The genotypes of isolated forms will begin to differ as soon as isolation is set up and the differences will increase as long as isolation is maintained. As the forms become progressively dissimilar the hybrids become less and less viable (Carter, 1954).

Hybrid Inviability

Hybrids between species usually have lower survival rates than non-hybrids. Mortality often occurs in the embryonic stages. Sometimes the degree of hybrid inferiority depends on the environment; hybrids often have a higher survival rate in environments intermediate to that of either parent species. Very little is known about the malfunctions in development that cause mortality in hybrids (Futuyma, 1998). Occasionally the opposite occurs and hybrids are extremely vigorous, although sterile. Two end-members of this process are crosses between horses and donkeys, and crosses between sheep and goats. Horse and donkey crosses produce mules, which are vigorous but sterile; while in sheep and goat crosses fertilisation takes place but the hybrid embryos die in the early developmental stages (Dobzhansky et al., 1977).

Hybrid Sterility

The infertility of hybrids ranges from none to complete, depending on the hybrid.
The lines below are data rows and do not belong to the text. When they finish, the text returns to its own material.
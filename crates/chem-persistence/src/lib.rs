//! chem-persistence
//!
//! Backend Postgres (Diesel + r2d2) de los puertos del core: almacén de
//! moléculas y cola de búsquedas.
//!
//! Módulos:
//! - `pg`: `PgMoleculeStore`, `PgJobQueue`, pool y proveedor de conexiones.
//! - `migrations`: runner embebido de migraciones Diesel.
//! - `config`: carga de configuración desde entorno / .env.
//! - `schema`: tablas Diesel declaradas para compilar queries.

pub mod config;
pub mod error;
pub mod migrations;
pub mod pg;
pub mod schema;

pub use config::{init_dotenv, DbConfig};
pub use error::PersistenceError;
pub use pg::{build_pool, build_pool_from_env, ConnectionProvider, PgJobQueue, PgMoleculeStore, PgPool, PoolProvider};
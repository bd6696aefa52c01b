use std::collections::VecDeque;

use chem_core::{MoleculeStore, StructureStream};
use chem_domain::{MoleculeRecord, MoleculeUpdate, NewMolecule, StoreError};
use diesel::prelude::*;
use log::{debug, info};

use super::{with_retry, ConnectionProvider};
use crate::error::PersistenceError;
use crate::schema::molecules;

/// Filas por página al recorrer todas las estructuras.
pub const STREAM_PAGE_SIZE: i64 = 1000;

type Page = Vec<(i32, String)>;

/// Fila de la tabla `molecules`.
#[derive(Queryable, Debug, Clone, PartialEq, Eq)]
pub struct MoleculeRow {
    pub id: i32,
    pub smiles_string: String,
    pub name: Option<String>,
}

impl From<MoleculeRow> for MoleculeRecord {
    fn from(row: MoleculeRow) -> Self {
        MoleculeRecord { id: row.id, smiles: row.smiles_string, name: row.name }
    }
}

#[derive(Insertable, Debug)]
#[diesel(table_name = molecules)]
struct NewMoleculeRow<'a> {
    smiles_string: &'a str,
    name: Option<&'a str>,
}

/// Campos `None` no se tocan; `name: Some(None)` escribe NULL.
#[derive(AsChangeset, Debug)]
#[diesel(table_name = molecules)]
struct MoleculeChangeset<'a> {
    smiles_string: Option<&'a str>,
    name: Option<Option<&'a str>>,
}

impl<'a> From<&'a MoleculeUpdate> for MoleculeChangeset<'a> {
    fn from(u: &'a MoleculeUpdate) -> Self {
        MoleculeChangeset { smiles_string: u.smiles.as_deref(), name: u.name.as_ref().map(|n| n.as_deref()) }
    }
}

/// Implementación Postgres de `MoleculeStore`.
pub struct PgMoleculeStore<P: ConnectionProvider> {
    provider: P,
    page_size: i64,
}

impl<P: ConnectionProvider> PgMoleculeStore<P> {
    pub fn new(provider: P) -> Self {
        Self { provider, page_size: STREAM_PAGE_SIZE }
    }

    /// Tamaño de página de `stream_structures` (mínimo 1).
    pub fn with_page_size(mut self, page_size: i64) -> Self {
        self.page_size = page_size.max(1);
        self
    }

    fn fetch_page(&self, after_id: i32) -> Result<Page, PersistenceError> {
        with_retry(|| {
            let mut conn = self.provider.connection()?;
            let page = molecules::table.select((molecules::id, molecules::smiles_string))
                                       .filter(molecules::id.gt(after_id))
                                       .order(molecules::id.asc())
                                       .limit(self.page_size)
                                       .load::<(i32, String)>(&mut conn)?;
            Ok(page)
        })
    }
}

impl<P: ConnectionProvider> MoleculeStore for PgMoleculeStore<P> {
    fn add(&self, new: &NewMolecule) -> Result<MoleculeRecord, StoreError> {
        info!("Insertando molécula {}", new.smiles);
        // Las escrituras no se reintentan: sólo la obtención de la conexión.
        let mut conn = with_retry(|| self.provider.connection())?;
        let row = diesel::insert_into(molecules::table).values(NewMoleculeRow { smiles_string: &new.smiles,
                                                                               name: new.name.as_deref() })
                                                       .get_result::<MoleculeRow>(&mut conn)
                                                       .map_err(PersistenceError::from)?;
        Ok(row.into())
    }

    fn get_by_id(&self, id: i32) -> Result<Option<MoleculeRecord>, StoreError> {
        debug!("Leyendo molécula {id}");
        let row = with_retry(|| {
            let mut conn = self.provider.connection()?;
            Ok(molecules::table.find(id).first::<MoleculeRow>(&mut conn).optional()?)
        })?;
        Ok(row.map(Into::into))
    }

    fn get_by_structure(&self, smiles: &str) -> Result<Option<MoleculeRecord>, StoreError> {
        debug!("Leyendo molécula por SMILES {smiles}");
        let row = with_retry(|| {
            let mut conn = self.provider.connection()?;
            Ok(molecules::table.filter(molecules::smiles_string.eq(smiles))
                               .first::<MoleculeRow>(&mut conn)
                               .optional()?)
        })?;
        Ok(row.map(Into::into))
    }

    fn list(&self, skip: i64, limit: i64) -> Result<Vec<MoleculeRecord>, StoreError> {
        debug!("Listando moléculas skip={skip} limit={limit}");
        let rows = with_retry(|| {
            let mut conn = self.provider.connection()?;
            Ok(molecules::table.order(molecules::id.asc())
                               .offset(skip)
                               .limit(limit)
                               .load::<MoleculeRow>(&mut conn)?)
        })?;
        Ok(rows.into_iter().map(Into::into).collect())
    }

    fn stream_structures(&self) -> Result<StructureStream<'_>, StoreError> {
        info!("Recorriendo todas las estructuras para una búsqueda");
        Ok(Box::new(PagedStructures::new(move |after_id| self.fetch_page(after_id), self.page_size)))
    }

    fn update(&self, id: i32, changes: &MoleculeUpdate) -> Result<Option<MoleculeRecord>, StoreError> {
        if changes.is_empty() {
            return self.get_by_id(id);
        }
        info!("Actualizando molécula {id}");
        let mut conn = with_retry(|| self.provider.connection())?;
        let row = diesel::update(molecules::table.find(id)).set(&MoleculeChangeset::from(changes))
                                                          .get_result::<MoleculeRow>(&mut conn)
                                                          .optional()
                                                          .map_err(PersistenceError::from)?;
        Ok(row.map(Into::into))
    }

    fn delete(&self, id: i32) -> Result<bool, StoreError> {
        info!("Eliminando molécula {id}");
        let mut conn = with_retry(|| self.provider.connection())?;
        let deleted = diesel::delete(molecules::table.find(id)).execute(&mut conn)
                                                              .map_err(PersistenceError::from)?;
        Ok(deleted > 0)
    }
}

/// Recorrido por páginas de `page_size` filas (keyset sobre `id`).
///
/// Cada página usa una conexión distinta del pool, así que no se retiene
/// ninguna entre elementos. Una página incompleta marca el final; si la
/// última página viene completa se pide una más, que llega vacía. Tras el
/// primer error el iterador termina.
struct PagedStructures<F> {
    fetch: F,
    page_size: i64,
    last_id: i32,
    buffer: VecDeque<String>,
    exhausted: bool,
}

impl<F> PagedStructures<F> where F: FnMut(i32) -> Result<Page, PersistenceError>
{
    fn new(fetch: F, page_size: i64) -> Self {
        Self { fetch, page_size, last_id: 0, buffer: VecDeque::new(), exhausted: false }
    }
}

impl<F> Iterator for PagedStructures<F> where F: FnMut(i32) -> Result<Page, PersistenceError>
{
    type Item = Result<String, StoreError>;

    fn next(&mut self) -> Option<Self::Item> {
        if let Some(smiles) = self.buffer.pop_front() {
            return Some(Ok(smiles));
        }
        if self.exhausted {
            return None;
        }
        match (self.fetch)(self.last_id) {
            Ok(page) => {
                self.exhausted = (page.len() as i64) < self.page_size;
                if let Some((id, _)) = page.last() {
                    self.last_id = *id;
                }
                self.buffer.extend(page.into_iter().map(|(_, smiles)| smiles));
                self.buffer.pop_front().map(Ok)
            }
            Err(e) => {
                self.exhausted = true;
                Some(Err(e.into()))
            }
        }
    }
}
use std::collections::VecDeque;
use std::sync::Mutex;

use chem_domain::{JobState, JobStatus, QueueError, SearchTicket};
use dashmap::DashMap;
use serde_json::Value;
use uuid::Uuid;

use super::{ClaimedJob, JobConsumer, JobOutcome, JobQueue};

struct Entry {
    task_name: String,
    args: Value,
    state: JobState,
}

/// Cola en proceso: broker y almacén de resultados a la vez.
///
/// Sirve al modo de desarrollo (`STORAGE_BACKEND=memory`) junto con un
/// `SearchWorker` en un hilo propio.
#[derive(Default)]
pub struct InMemoryJobQueue {
    jobs: DashMap<String, Entry>,
    pending: Mutex<VecDeque<String>>,
}

impl InMemoryJobQueue {
    pub fn new() -> Self {
        Self::default()
    }

    /// Trabajos aún sin reclamar.
    pub fn pending_len(&self) -> usize {
        self.pending.lock().map(|q| q.len()).unwrap_or(0)
    }
}

impl JobQueue for InMemoryJobQueue {
    fn submit(&self, task_name: &str, args: Value) -> Result<SearchTicket, QueueError> {
        let job_id = Uuid::new_v4().to_string();
        let state = JobState::pending();
        let status = state.status.clone();
        self.jobs.insert(job_id.clone(), Entry { task_name: task_name.to_string(), args, state });
        self.pending
            .lock()
            .map_err(|_| QueueError::Backend("lock envenenado".into()))?
            .push_back(job_id.clone());
        Ok(SearchTicket { job_id, status })
    }

    fn status(&self, job_id: &str) -> Result<JobState, QueueError> {
        Ok(self.jobs.get(job_id).map(|e| e.state.clone()).unwrap_or_else(JobState::pending))
    }
}

impl JobConsumer for InMemoryJobQueue {
    fn claim_next(&self, task_name: &str) -> Result<Option<ClaimedJob>, QueueError> {
        let mut pending = self.pending.lock().map_err(|_| QueueError::Backend("lock envenenado".into()))?;
        let position = pending.iter()
                              .position(|id| self.jobs.get(id).is_some_and(|e| e.task_name == task_name));
        let Some(job_id) = position.and_then(|p| pending.remove(p)) else {
            return Ok(None);
        };
        drop(pending);
        let Some(mut entry) = self.jobs.get_mut(&job_id) else {
            return Ok(None);
        };
        entry.state = JobState::in_progress(JobStatus::Started);
        Ok(Some(ClaimedJob { job_id, task_name: entry.task_name.clone(), args: entry.args.clone() }))
    }

    fn complete(&self, job_id: &str, outcome: &JobOutcome) -> Result<(), QueueError> {
        let mut entry = self.jobs
                            .get_mut(job_id)
                            .ok_or_else(|| QueueError::Backend(format!("trabajo desconocido: {job_id}")))?;
        entry.state = match outcome {
            Ok(matches) => JobState::succeeded(matches.clone()),
            Err(error) => JobState::failed(error.clone()),
        };
        Ok(())
    }
}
There are several causes of hybrid sterility, of which the most common are; 1) the segregation of at least some aneuploid gametes during meiosis, i.e. gametes with an unbalanced complement of chromosomes or genes, due to structural differences between the chromosomes or improper pairing of homologous chromosomes; 2) differences between the genes from the two parents (Futuyma, 1998). Hybrids that are completely sterile may still be otherwise vigorous.
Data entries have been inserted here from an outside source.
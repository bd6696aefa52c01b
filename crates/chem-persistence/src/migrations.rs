//! Migraciones Diesel embebidas (`migrations/` de este crate).
//!
//! Se corren una vez al construir el pool y también bajo demanda con
//! `chem migrate`.

use crate::error::PersistenceError;
use diesel::pg::PgConnection;
use diesel_migrations::{embed_migrations, EmbeddedMigrations, MigrationHarness};
use log::info;

pub const MIGRATIONS: EmbeddedMigrations = embed_migrations!("migrations");

/// Aplica las migraciones pendientes y devuelve cuántas se aplicaron.
pub fn run_pending_migrations(conn: &mut PgConnection) -> Result<usize, PersistenceError> {
    let applied = conn.run_pending_migrations(MIGRATIONS)
                      .map_err(|e| PersistenceError::Unknown(format!("migration error: {e}")))?;
    for version in &applied {
        info!("Migración aplicada: {version}");
    }
    Ok(applied.len())
}
//! Cache Redis para registros de moléculas.
//!
//! Cada operación toma una conexión de un pool r2d2 y la devuelve al
//! terminar. El timeout del pool es corto: una cache lenta debe degradar a
//! lecturas del almacén, no bloquear la petición.

use std::env;
use std::time::Duration;

use chem_core::KeyValueCache;
use chem_domain::CacheError;
use log::{debug, info};
use thiserror::Error;

#[derive(Debug, Error)]
pub enum InfraError {
    #[error("configuración inválida: {0}")]
    Config(String),
    #[error("redis: {0}")]
    Redis(#[from] redis::RedisError),
    #[error("pool redis: {0}")]
    Pool(#[from] r2d2::Error),
}

#[derive(Debug, Clone, PartialEq, Eq)]
pub struct RedisConfig {
    pub url: String,
    pub pool_size: u32,
    pub timeout: Duration,
}

impl RedisConfig {
    /// `REDIS_URL` o, si falta, `REDIS_HOST` + `REDIS_PORT` (base 0).
    pub fn from_env() -> Result<Self, InfraError> {
        chem_persistence::init_dotenv();
        Self::from_lookup(|key| env::var(key).ok())
    }

    pub fn from_lookup<F>(lookup: F) -> Result<Self, InfraError>
        where F: Fn(&str) -> Option<String>
    {
        let url = match lookup("REDIS_URL") {
            Some(url) => url,
            None => {
                let host = lookup("REDIS_HOST").ok_or_else(|| InfraError::Config("ni REDIS_URL ni REDIS_HOST definidos".into()))?;
                let port = lookup("REDIS_PORT").unwrap_or_else(|| "6379".to_string());
                format!("redis://{host}:{port}/0")
            }
        };
        let pool_size = lookup("REDIS_POOL_SIZE").and_then(|v| v.parse().ok()).unwrap_or(8);
        let timeout_ms = lookup("REDIS_TIMEOUT_MS").and_then(|v| v.parse().ok()).unwrap_or(250);
        Ok(Self { url, pool_size, timeout: Duration::from_millis(timeout_ms) })
    }
}

/// `KeyValueCache` sobre Redis (`GET`, `SET .. EX`, `DEL`).
#[derive(Clone)]
pub struct RedisCache {
    pool: r2d2::Pool<redis::Client>,
}

impl RedisCache {
    /// Crea el pool sin exigir que Redis esté arriba: las conexiones se
    /// abren bajo demanda y un Redis caído sólo produce fallos de cache.
    pub fn connect(cfg: &RedisConfig) -> Result<Self, InfraError> {
        let client = redis::Client::open(cfg.url.as_str())?;
        let pool = r2d2::Pool::builder().max_size(cfg.pool_size.max(1))
                                        .min_idle(Some(0))
                                        .connection_timeout(cfg.timeout)
                                        .build_unchecked(client);
        info!("Cache Redis configurada en {} (pool={})", cfg.url, cfg.pool_size);
        Ok(Self { pool })
    }

    pub fn from_env() -> Result<Self, InfraError> {
        Self::connect(&RedisConfig::from_env()?)
    }

    fn connection(&self) -> Result<r2d2::PooledConnection<redis::Client>, CacheError> {
        self.pool.get().map_err(|e| CacheError::Backend(format!("pool: {e}")))
    }
}

fn backend(e: redis::RedisError) -> CacheError {
    CacheError::Backend(e.to_string())
}

impl KeyValueCache for RedisCache {
    fn get(&self, key: &str) -> Result<Option<String>, CacheError> {
        let mut conn = self.connection()?;
        redis::cmd("GET").arg(key).query::<Option<String>>(&mut *conn).map_err(backend)
    }

    fn set(&self, key: &str, value: &str, ttl: Duration) -> Result<(), CacheError> {
        let mut conn = self.connection()?;
        redis::cmd("SET").arg(key)
                         .arg(value)
                         .arg("EX")
                         .arg(ttl.as_secs().max(1))
                         .query::<()>(&mut *conn)
                         .map_err(backend)?;
        debug!("SET {key} (ttl={}s)", ttl.as_secs());
        Ok(())
    }

    fn delete(&self, key: &str) -> Result<(), CacheError> {
        let mut conn = self.connection()?;
        redis::cmd("DEL").arg(key).query::<()>(&mut *conn).map_err(backend)
    }
}
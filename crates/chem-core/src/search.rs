//! Unidad de trabajo de la búsqueda por subestructura.

use chem_domain::{MoleculeError, StoreError};
use chemengine::ChemEngine;
use log::{debug, info};

use crate::store::MoleculeStore;

/// Recorre todas las estructuras del almacén y devuelve las que contienen
/// `query`, en orden ascendente de id.
///
/// - Almacén vacío: lista vacía sin invocar al matcher (aunque la consulta
///   sea inválida).
/// - Cualquier fallo al leer o al comparar termina en
///   `MoleculeError::JobFailure` con la descripción del error; no hay
///   resultados parciales.
pub fn run_substructure_search(store: &dyn MoleculeStore,
                               engine: &ChemEngine,
                               query: &str)
                               -> Result<Vec<String>, MoleculeError> {
    let mut rows = store.stream_structures()
                        .map_err(|e| MoleculeError::JobFailure(e.to_string()))?
                        .peekable();
    if rows.peek().is_none() {
        debug!("Búsqueda de '{query}' sobre un almacén vacío");
        return Ok(Vec::new());
    }

    let mut stream_error: Option<StoreError> = None;
    let candidates = rows.map_while(|row| match row {
                             Ok(smiles) => Some(smiles),
                             Err(e) => {
                                 stream_error = Some(e);
                                 None
                             }
                         });
    let matches = engine.substructure_search(candidates, query);
    if let Some(e) = stream_error {
        return Err(MoleculeError::JobFailure(e.to_string()));
    }
    let matches = matches.map_err(|e| MoleculeError::JobFailure(e.to_string()))?;
    info!("Búsqueda de '{query}': {} coincidencias", matches.len());
    Ok(matches)
}

#[cfg(test)]
mod tests {
    use super::*;
    use crate::store::{InMemoryMoleculeStore, StructureStream};
    use chem_domain::{MoleculeRecord, MoleculeUpdate, NewMolecule};

    const SCENARIO: [&str; 5] = ["CCO", "c1ccccc1", "CC(=O)O", "CC(=O)Oc1ccccc1C(=O)O", "C[C@H](O)C(=O)O"];

    fn seeded() -> InMemoryMoleculeStore {
        let store = InMemoryMoleculeStore::new();
        for s in SCENARIO {
            store.add(&NewMolecule::new(s, None)).unwrap();
        }
        store
    }

    /// Almacén cuyo stream falla tras la primera fila.
    struct FlakyStore;

    impl MoleculeStore for FlakyStore {
        fn add(&self, _new: &NewMolecule) -> Result<MoleculeRecord, StoreError> {
            unimplemented!()
        }
        fn get_by_id(&self, _id: i32) -> Result<Option<MoleculeRecord>, StoreError> {
            unimplemented!()
        }
        fn get_by_structure(&self, _smiles: &str) -> Result<Option<MoleculeRecord>, StoreError> {
            unimplemented!()
        }
        fn list(&self, _skip: i64, _limit: i64) -> Result<Vec<MoleculeRecord>, StoreError> {
            unimplemented!()
        }
        fn stream_structures(&self) -> Result<StructureStream<'_>, StoreError> {
            let rows = vec![Ok("c1ccccc1".to_string()), Err(StoreError::Unavailable("connection reset".into()))];
            Ok(Box::new(rows.into_iter()))
        }
        fn update(&self, _id: i32, _changes: &MoleculeUpdate) -> Result<Option<MoleculeRecord>, StoreError> {
            unimplemented!()
        }
        fn delete(&self, _id: i32) -> Result<bool, StoreError> {
            unimplemented!()
        }
    }

    #[test]
    fn benzene_scenario() {
        let matches = run_substructure_search(&seeded(), &ChemEngine::new(), "c1ccccc1").unwrap();
        assert_eq!(matches, vec!["c1ccccc1", "CC(=O)Oc1ccccc1C(=O)O"]);
    }

    #[test]
    fn carboxylic_acid_scenario() {
        let matches = run_substructure_search(&seeded(), &ChemEngine::new(), "C(=O)O").unwrap();
        assert_eq!(matches, vec!["CC(=O)O", "CC(=O)Oc1ccccc1C(=O)O", "C[C@H](O)C(=O)O"]);
    }

    #[test]
    fn fluorine_scenario_is_empty() {
        assert!(run_substructure_search(&seeded(), &ChemEngine::new(), "F").unwrap().is_empty());
    }

    #[test]
    fn invalid_query_fails() {
        let err = run_substructure_search(&seeded(), &ChemEngine::new(), "invalid-smiles").unwrap_err();
        match err {
            MoleculeError::JobFailure(msg) => assert!(msg.starts_with("Invalid substructure")),
            other => panic!("error inesperado: {other:?}"),
        }
    }

    #[test]
    fn empty_store_skips_matcher() {
        // Con el almacén vacío ni siquiera se parsea la consulta
        let store = InMemoryMoleculeStore::new();
        assert_eq!(run_substructure_search(&store, &ChemEngine::new(), "invalid-smiles").unwrap(), Vec::<String>::new());
    }

    #[test]
    fn stream_error_fails_the_job_without_partial_results() {
        let err = run_substructure_search(&FlakyStore, &ChemEngine::new(), "c1ccccc1").unwrap_err();
        assert_eq!(err, MoleculeError::JobFailure("store unavailable: connection reset".into()));
    }
}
Very frequently only one sex is sterile in the hybrid. This is also true of hybrid inviability. J. B. S. Haldane (1922) noted an important regularity now known as Haldane's rule; when in the F1 offspring of two species or populations, one sex is inviable or sterile, that sex is usually the heterogametic sex. This is the one with two different sex chromosomes or with only one sex chromosome. In mammals the male is heterogametic (XY) and in birds the female is heterogametic. This rule holds generally, regardless of which sex is heterogametic. This is found mostly in species that have recently formed which suggests that the development of sterility or inviability between populations evolves more rapidly in the heterogametic sex than in the homogametic sex (Futuyma, 1998).
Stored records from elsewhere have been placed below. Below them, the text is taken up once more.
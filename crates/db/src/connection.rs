use std::time::Duration;

use larder_core::config::DatabaseConfig;
use sqlx::sqlite::{SqliteConnectOptions, SqlitePoolOptions};

pub type DbPool = sqlx::SqlitePool;

pub async fn connect(database_url: &str) -> Result<DbPool, sqlx::Error> {
    connect_with_settings(database_url, 5, 30).await
}

pub async fn connect_from_config(database: &DatabaseConfig) -> Result<DbPool, sqlx::Error> {
    connect_with_settings(&database.url, database.max_connections, database.timeout_secs).await
}

/// Opens a pool, creating the database file when it does not exist yet.
pub async fn connect_with_settings(
    database_url: &str,
    max_connections: u32,
    timeout_secs: u64,
) -> Result<DbPool, sqlx::Error> {
    let options = database_url.parse::<SqliteConnectOptions>()?.create_if_missing(true);

    SqlitePoolOptions::new()
        .max_connections(max_connections.max(1))
        .acquire_timeout(Duration::from_secs(timeout_secs.max(1)))
        .after_connect(|conn, _meta| {
            Box::pin(async move {
                sqlx::query("PRAGMA foreign_keys = ON").execute(&mut *conn).await?;
                sqlx::query("PRAGMA journal_mode = WAL").execute(&mut *conn).await?;
                sqlx::query("PRAGMA busy_timeout = 5000").execute(&mut *conn).await?;
                Ok(())
            })
        })
        .connect_with(options)
        .await
}

#[cfg(test)]
mod tests {
    use larder_core::config::AppConfig;

    use super::connect_from_config;

    #[tokio::test]
    async fn connects_to_in_memory_database_from_config() {
        let mut config = AppConfig::default();
        config.database.url = "sqlite::memory:".to_string();
        config.database.max_connections = 1;

        let pool = connect_from_config(&config.database).await.expect("connect");
        let one: i64 = sqlx::query_scalar("SELECT 1").fetch_one(&pool).await.expect("select");
        assert_eq!(one, 1);
    }
}
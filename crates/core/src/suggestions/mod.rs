//! Menu suggestion engine
//!
//! Turns a stock snapshot, the discount listings and the household into at most
//! [`MAX_SUGGESTIONS`] menu proposals, each with sized ingredient draw-downs.

pub mod allocator;
pub mod classifier;
pub mod consumption;
mod engine;
pub mod recipe;
mod types;

pub use allocator::allocate;
pub use classifier::{ClassifiedStock, ClassifierRule, FoodGroup};
pub use consumption::{ConsumptionLine, ConsumptionPlan, SaleRecommendation};
pub use engine::{nutrition_comment, SuggestionEngine};
pub use types::*;

/// Maximum suggestions returned per call
pub const MAX_SUGGESTIONS: usize = 3;

/// Share of the main protein used by the balanced plate
pub const PROTEIN_RATIO: f64 = 0.6;

/// Share of the vegetable used by the balanced plate
pub const VEGETABLE_RATIO: f64 = 0.8;

/// Share of the staple used by the balanced plate
pub const STAPLE_RATIO: f64 = 0.4;

/// Share of the matched ingredient used by the sale-driven dish
pub const SALE_RATIO: f64 = 0.7;

/// Share of each soup ingredient
pub const SOUP_RATIO: f64 = 0.5;

/// Share of the most urgent ingredient used by the quick menu
pub const FALLBACK_RATIO: f64 = 0.5;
Hybrid breakdown may occur in varying degrees in F2 offspring and backcrosses with the parent populations. The cause of this is the formation of genotypes with low fitness, due to the recombination of the gene complements of the parental species. This has been observed in crosses both between species and between different geographic populations of the same species. For example, survival of F2 larvae in a cross between Drosophila psuedoobscura from California and from Utah was lower than in either pure population (Futuyma, 1998).

Evolutionary Origin of Reproductive Isolation

There are two theories that try to explain the origin and development of reproductive isolation between genetically diverging populations. The first of these considers isolation to be due to genetic divergence. As populations grow genetically more dissimilar it becomes less likely that hybrids will be viable. The second theory considers reproductive isolation to be a product of natural selection. If hybrids are less fit than either of the parental species and offspring from intraspecific (same species) matings are more fit, then genetic characteristics that enhance the likelihood of intraspecific matings will be promoted and those permitting interspecific (different species) matings will be discriminated against (Dobzhansky et al., 1977). Any of the prezygotic mechanisms discussed in the previous section may contribute to this.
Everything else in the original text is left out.